Impaired drivers frequently report that they felt fit to drive just before an arrest, which we and other researchers hypothesize is a signal for disordered drinking. Moreover, highly elevated BACs suggests the capacity for drinking a lot of alcohol, which again flags the possibility of tolerance, which is also a signal for disordered drinking. In other words, the ability to appraise the level of impairment, which is already difficult for most people, frequently appears even weaker in impaired drivers, and they are also more likely to suffer from bona fide alcohol use disorder.
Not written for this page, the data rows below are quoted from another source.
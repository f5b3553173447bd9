// In crates/core-types/src/types.rs

use chrono::{DateTime, Utc};
use rust_decimal::Decimal;
use serde::{Deserialize, Serialize};
use std::fmt;

/// A tradable instrument, e.g. `Symbol("SPY".to_string())`.
///
/// Used as the join key between holdings, open orders and targets.
#[derive(Debug, Clone, PartialEq, Eq, Hash, PartialOrd, Ord, Serialize, Deserialize)]
pub struct Symbol(pub String);

impl Symbol {
    pub fn as_str(&self) -> &str {
        &self.0
    }
}

impl fmt::Display for Symbol {
    fn fmt(&self, f: &mut fmt::Formatter<'_>) -> fmt::Result {
        f.write_str(&self.0)
    }
}

impl From<&str> for Symbol {
    fn from(ticker: &str) -> Self {
        Self(ticker.to_string())
    }
}

/// The quantity an instrument should be held at by the end of the cycle.
///
/// Targets are never edited in place. Whoever needs a different quantity
/// builds a new one. A quantity of zero means "fully liquidate".
#[derive(Debug, Clone, PartialEq, Eq, Serialize, Deserialize)]
pub struct PortfolioTarget {
    pub symbol: Symbol,
    pub quantity: Decimal,
}

impl PortfolioTarget {
    pub fn new(symbol: Symbol, quantity: Decimal) -> Self {
        Self { symbol, quantity }
    }

    /// A target that exits the whole position.
    pub fn liquidate(symbol: Symbol) -> Self {
        Self::new(symbol, Decimal::ZERO)
    }
}

/// The engine's current position in a single instrument.
#[derive(Debug, Clone, PartialEq, Eq, Serialize, Deserialize)]
pub struct Holding {
    /// Signed position size (negative when short).
    pub quantity: Decimal,

    /// Reported separately from `quantity`; the state source may flag a
    /// position as invested while settlement is still pending.
    pub is_invested: bool,

    /// Unrealized profit as a fraction of position value (-0.06 is a 6% loss).
    pub unrealized_profit_percent: Decimal,
}

impl Holding {
    /// Builds a holding whose `is_invested` flag follows the quantity.
    pub fn new(quantity: Decimal, unrealized_profit_percent: Decimal) -> Self {
        Self {
            quantity,
            is_invested: !quantity.is_zero(),
            unrealized_profit_percent,
        }
    }
}

/// Unfilled volume of a previously submitted order.
#[derive(Debug, Clone, PartialEq, Eq, Serialize, Deserialize)]
pub struct OpenOrder {
    pub symbol: Symbol,
    /// Positive for buys, negative for sells.
    pub quantity: Decimal,
}

impl OpenOrder {
    pub fn new(symbol: Symbol, quantity: Decimal) -> Self {
        Self { symbol, quantity }
    }
}

/// The current market view of an instrument.
#[derive(Debug, Clone, PartialEq, Eq, Serialize, Deserialize)]
pub struct Quote {
    /// Last traded price.
    pub price: Decimal,
    pub bid_price: Decimal,
    pub ask_price: Decimal,
    /// Volume of the most recent bar.
    pub volume: Decimal,
    /// Smallest tradable increment.
    pub lot_size: Decimal,
}

/// A consolidated trade bar.
#[derive(Debug, Clone, PartialEq, Eq, Serialize, Deserialize)]
pub struct Bar {
    pub symbol: Symbol,
    pub end_time: DateTime<Utc>,
    pub open: Decimal,
    pub high: Decimal,
    pub low: Decimal,
    pub close: Decimal,
    pub volume: Decimal,
    /// True when the bar repeats the previous one because no trade happened.
    #[serde(default)]
    pub is_fill_forward: bool,
}

/// Additions and removals in the tradable universe.
#[derive(Debug, Clone, Default, PartialEq, Eq, Serialize, Deserialize)]
pub struct SecurityChanges {
    #[serde(default)]
    pub added: Vec<Symbol>,
    #[serde(default)]
    pub removed: Vec<Symbol>,
}

impl SecurityChanges {
    pub fn added(symbols: impl IntoIterator<Item = Symbol>) -> Self {
        Self {
            added: symbols.into_iter().collect(),
            removed: Vec::new(),
        }
    }

    pub fn removed(symbols: impl IntoIterator<Item = Symbol>) -> Self {
        Self {
            added: Vec::new(),
            removed: symbols.into_iter().collect(),
        }
    }
}

#[derive(Debug, Clone, Copy, PartialEq, Eq, Serialize, Deserialize)]
pub enum Side {
    Buy,
    Sell,
}

#[derive(Debug, Clone, Copy, PartialEq, Eq, Serialize, Deserialize)]
pub enum OrderType {
    Market,
}

/// An order handed to the order-routing collaborator.
#[derive(Debug, Clone, PartialEq, Eq, Serialize, Deserialize)]
pub struct OrderRequest {
    pub symbol: Symbol,
    /// Signed quantity: positive buys, negative sells.
    pub quantity: Decimal,
    pub order_type: OrderType,
}

impl OrderRequest {
    pub fn market(symbol: Symbol, quantity: Decimal) -> Self {
        Self {
            symbol,
            quantity,
            order_type: OrderType::Market,
        }
    }

    pub fn side(&self) -> Side {
        if self.quantity.is_sign_negative() {
            Side::Sell
        } else {
            Side::Buy
        }
    }
}
// In crates/app-config/src/types.rs

use execution::types::{StdDevSettings, VwapSettings};
use risk::types::MaxDrawdownSettings;
use serde::Deserialize;

#[derive(Deserialize, Debug, Default, Clone)]
pub struct Settings {
    #[serde(default)]
    pub risk: RiskSettings,
    #[serde(default)]
    pub execution: ExecutionSettings,
}

/// Which risk management model runs ahead of execution.
#[derive(Deserialize, Debug, Default, Clone, Copy, PartialEq, Eq)]
#[serde(rename_all = "snake_case")]
pub enum RiskModel {
    #[default]
    MaxDrawdownPerSecurity,
    /// Targets pass through unchanged.
    None,
}

#[derive(Deserialize, Debug, Default, Clone)]
pub struct RiskSettings {
    #[serde(default)]
    pub model: RiskModel,
    #[serde(default)]
    pub max_drawdown: MaxDrawdownSettings,
}

#[derive(Deserialize, Debug, Default, Clone, Copy, PartialEq, Eq)]
#[serde(rename_all = "snake_case")]
pub enum ExecutionModel {
    #[default]
    Immediate,
    Vwap,
    StdDev,
}

#[derive(Deserialize, Debug, Default, Clone)]
pub struct ExecutionSettings {
    #[serde(default)]
    pub model: ExecutionModel,
    #[serde(default)]
    pub vwap: VwapSettings,
    #[serde(default)]
    pub std_dev: StdDevSettings,
}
From this perspective, an arrest due to BAC is likely a more useful indicator of disordered drinking and alcohol use disorder than risk for more impaired driving. Both are characterized clinically by poor control over drinking.
Raising sanctions in the case of a highly elevated BAC risks punishing individuals who are more likely to have a problem that, in many cases, would meet thresholds for alcohol use disorder. In these cases, punishment is an inappropriate deterrent or preventative measure.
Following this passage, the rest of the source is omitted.